### Work instructions:
Beginning with the first line of the material, set down each line exactly as written, up to and including the line with "assert_eq!(config.listing.default_limit, 20);".

### Input data:
-- Opening Marker --

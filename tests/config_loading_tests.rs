//! Integration tests for YAML configuration loading

use catalog::prelude::*;
use std::io::Write;

fn write_config(yaml: &str) -> tempfile::NamedTempFile {
    let mut file = tempfile::NamedTempFile::new().expect("temp file");
    file.write_all(yaml.as_bytes()).unwrap();
    file
}

#[test]
fn test_full_config_file() {
    let file = write_config(
        r#"
server:
  bind: "0.0.0.0:9000"
listing:
  base_path: "/v2/products"
  default_limit: 20
  max_limit: 50
  strict_pagination: true
  malformed_filter: ignore
  link_style: legacy
  store_timeout_ms: 750
"#,
    );

    let config = CatalogConfig::from_yaml_file(file.path().to_str().unwrap()).unwrap();

    assert_eq!(config.server.bind, "0.0.0.0:9000");
    assert_eq!(config.listing.base_path, "/v2/products");
    assert_eq!(config.listing.default_limit, 20);
    assert_eq!(config.listing.max_limit, 50);
    assert!(config.listing.strict_pagination);
    assert_eq!(config.listing.malformed_filter, MalformedFilterPolicy::Ignore);
    assert_eq!(config.listing.link_style, LinkStyle::Legacy);
    assert_eq!(config.listing.store_timeout().as_millis(), 750);
}

#[test]
fn test_partial_config_keeps_defaults() {
    let file = write_config("listing:\n  default_limit: 25\n");

    let config = CatalogConfig::from_yaml_file(file.path().to_str().unwrap()).unwrap();

    assert_eq!(config.listing.default_limit, 25);
    assert_eq!(config.listing.max_limit, 100);
    assert_eq!(config.listing.base_path, "/api/products");
    assert_eq!(config.listing.malformed_filter, MalformedFilterPolicy::Reject);
    assert_eq!(config.server.bind, "127.0.0.1:8080");
}

#[test]
fn test_empty_mapping_is_default() {
    let config = CatalogConfig::from_yaml_str("{}").unwrap();
    assert_eq!(config.listing.default_limit, 10);
    assert_eq!(config.listing.link_style, LinkStyle::Omit);
}

#[test]
fn test_parse_error_names_the_file() {
    let file = write_config("listing:\n  default_limit: [oops\n");
    let path = file.path().to_str().unwrap().to_string();

    let err = CatalogConfig::from_yaml_file(&path).unwrap_err();
    assert!(matches!(err, ConfigError::ParseError { file: Some(ref f), .. } if *f == path));
    assert!(err.to_string().contains(&path));
}

#[test]
fn test_unknown_policy_is_parse_error() {
    let err = CatalogConfig::from_yaml_str("listing:\n  malformed_filter: shrug\n").unwrap_err();
    assert!(matches!(err, ConfigError::ParseError { .. }));
}

#[test]
fn test_missing_file_is_io_error() {
    let err = CatalogConfig::from_yaml_file("/nonexistent/catalog.yaml").unwrap_err();
    assert!(matches!(err, ConfigError::IoError { .. }));
}

#[test]
fn test_invalid_values_are_rejected() {
    let cases = [
        ("listing:\n  default_limit: 0\n", "listing.default_limit"),
        (
            "listing:\n  default_limit: 30\n  max_limit: 20\n",
            "listing.max_limit",
        ),
        ("listing:\n  base_path: products\n", "listing.base_path"),
    ];

    for (yaml, field) in cases {
        match CatalogConfig::from_yaml_str(yaml) {
            Err(ConfigError::InvalidValue { field: f, .. }) => assert_eq!(f, field),
            other => panic!("expected InvalidValue for {}, got {:?}", field, other),
        }
    }
}

#[test]
fn test_builder_uses_loaded_config() {
    let file = write_config("listing:\n  base_path: /shop/items\n");

    let host = ServerBuilder::new()
        .with_catalog_store(InMemoryCatalogStore::new())
        .with_config_file(file.path().to_str().unwrap())
        .unwrap()
        .build_host()
        .unwrap();

    assert_eq!(host.base_path(), "/shop/items");
}
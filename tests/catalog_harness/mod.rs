//! Shared test infrastructure for the catalog integration tests.
//!
//! ```text
//! axum_test::TestServer
//!     └─ Router (built by ServerBuilder)
//!         ├─ GET    /api/products        → list_products
//!         ├─ POST   /api/products        → create_product
//!         ├─ GET    /api/products/{pid}  → get_product
//!         ├─ PUT    /api/products/{pid}  → update_product
//!         └─ DELETE /api/products/{pid}  → delete_product
//! ```

#![allow(dead_code)]

use axum_test::TestServer;
use catalog::prelude::*;
use serde_json::{Map, Value, json};
use std::sync::Arc;

/// Attributes of the products every seeded store starts with, in insertion order
pub fn seed_attributes() -> Vec<Value> {
    vec![
        json!({"title": "Hammer", "category": "tools", "price": 15, "stock": 10}),
        json!({"title": "Rake", "category": "garden", "price": 22.5, "stock": 0}),
        json!({"title": "Saw", "category": "tools", "price": 31, "stock": 4}),
        json!({"title": "Hose", "category": "garden", "price": 9.99, "stock": 12}),
        json!({"title": "Wrench", "category": "tools", "price": 12, "stock": 7}),
    ]
}

pub fn as_map(value: Value) -> Map<String, Value> {
    match value {
        Value::Object(map) => map,
        other => panic!("expected an object, got {}", other),
    }
}

pub fn seeded_store() -> InMemoryCatalogStore {
    InMemoryCatalogStore::with_products(
        seed_attributes()
            .into_iter()
            .map(|attrs| Product::new(as_map(attrs))),
    )
}

pub fn server_with(store: impl CatalogStore + 'static, config: CatalogConfig) -> TestServer {
    let router = ServerBuilder::new()
        .with_catalog_store(store)
        .with_config(config)
        .build()
        .expect("router should build");
    TestServer::new(router)
}

pub fn seeded_server() -> TestServer {
    server_with(seeded_store(), CatalogConfig::default())
}

pub fn shared_server(store: Arc<dyn CatalogStore>) -> TestServer {
    let router = ServerBuilder::new()
        .with_shared_store(store)
        .build()
        .expect("router should build");
    TestServer::new(router)
}

/// Percent-encode a query parameter value
pub fn encode(raw: &str) -> String {
    raw.bytes()
        .map(|b| match b {
            b'A'..=b'Z' | b'a'..=b'z' | b'0'..=b'9' | b'-' | b'_' | b'.' | b'~' => {
                (b as char).to_string()
            }
            _ => format!("%{:02X}", b),
        })
        .collect()
}

/// Titles of the products in a listing payload, in order
pub fn titles(body: &Value) -> Vec<String> {
    body["payload"]
        .as_array()
        .expect("payload should be an array")
        .iter()
        .map(|p| p["title"].as_str().unwrap_or_default().to_string())
        .collect()
}

/// Prices of the products in a listing payload, in order
pub fn prices(body: &Value) -> Vec<f64> {
    body["payload"]
        .as_array()
        .expect("payload should be an array")
        .iter()
        .filter_map(|p| p["price"].as_f64())
        .collect()
}

/// Store that fails every call, for server error paths
pub struct FailingStore;

impl FailingStore {
    fn error() -> StorageError {
        StorageError::Unavailable {
            backend: "failing".to_string(),
            message: "connection refused by db-primary:27017".to_string(),
        }
    }
}

#[async_trait]
impl CatalogStore for FailingStore {
    async fn query(
        &self,
        _filter: &FieldMatchMap,
        _page: usize,
        _limit: usize,
        _sort: SortKey,
    ) -> Result<PageResult<Product>, StorageError> {
        Err(Self::error())
    }

    async fn get(&self, _id: &Uuid) -> Result<Option<Product>, StorageError> {
        Err(Self::error())
    }

    async fn create(&self, _attributes: Map<String, Value>) -> Result<Product, StorageError> {
        Err(Self::error())
    }

    async fn update(
        &self,
        _id: &Uuid,
        _attributes: Map<String, Value>,
    ) -> Result<Option<Product>, StorageError> {
        Err(Self::error())
    }

    async fn delete(&self, _id: &Uuid) -> Result<bool, StorageError> {
        Err(Self::error())
    }

    fn backend(&self) -> &'static str {
        "failing"
    }
}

-- Closing Marker --

### Answer section:
filename tests/config_loading_tests.rs
//! Integration tests for YAML configuration loading

use catalog::prelude::*;
use std::io::Write;

fn write_config(yaml: &str) -> tempfile::NamedTempFile {
    let mut file = tempfile::NamedTempFile::new().expect("temp file");
    file.write_all(yaml.as_bytes()).unwrap();
    file
}

#[test]
fn test_full_config_file() {
    let file = write_config(
        r#"
server:
  bind: "0.0.0.0:9000"
listing:
  base_path: "/v2/products"
  default_limit: 20
  max_limit: 50
  strict_pagination: true
  malformed_filter: ignore
  link_style: legacy
  store_timeout_ms: 750
"#,
    );

    let config = CatalogConfig::from_yaml_file(file.path().to_str().unwrap()).unwrap();

    assert_eq!(config.server.bind, "0.0.0.0:9000");
    assert_eq!(config.listing.base_path, "/v2/products");
    assert_eq!(config.listing.default_limit, 20);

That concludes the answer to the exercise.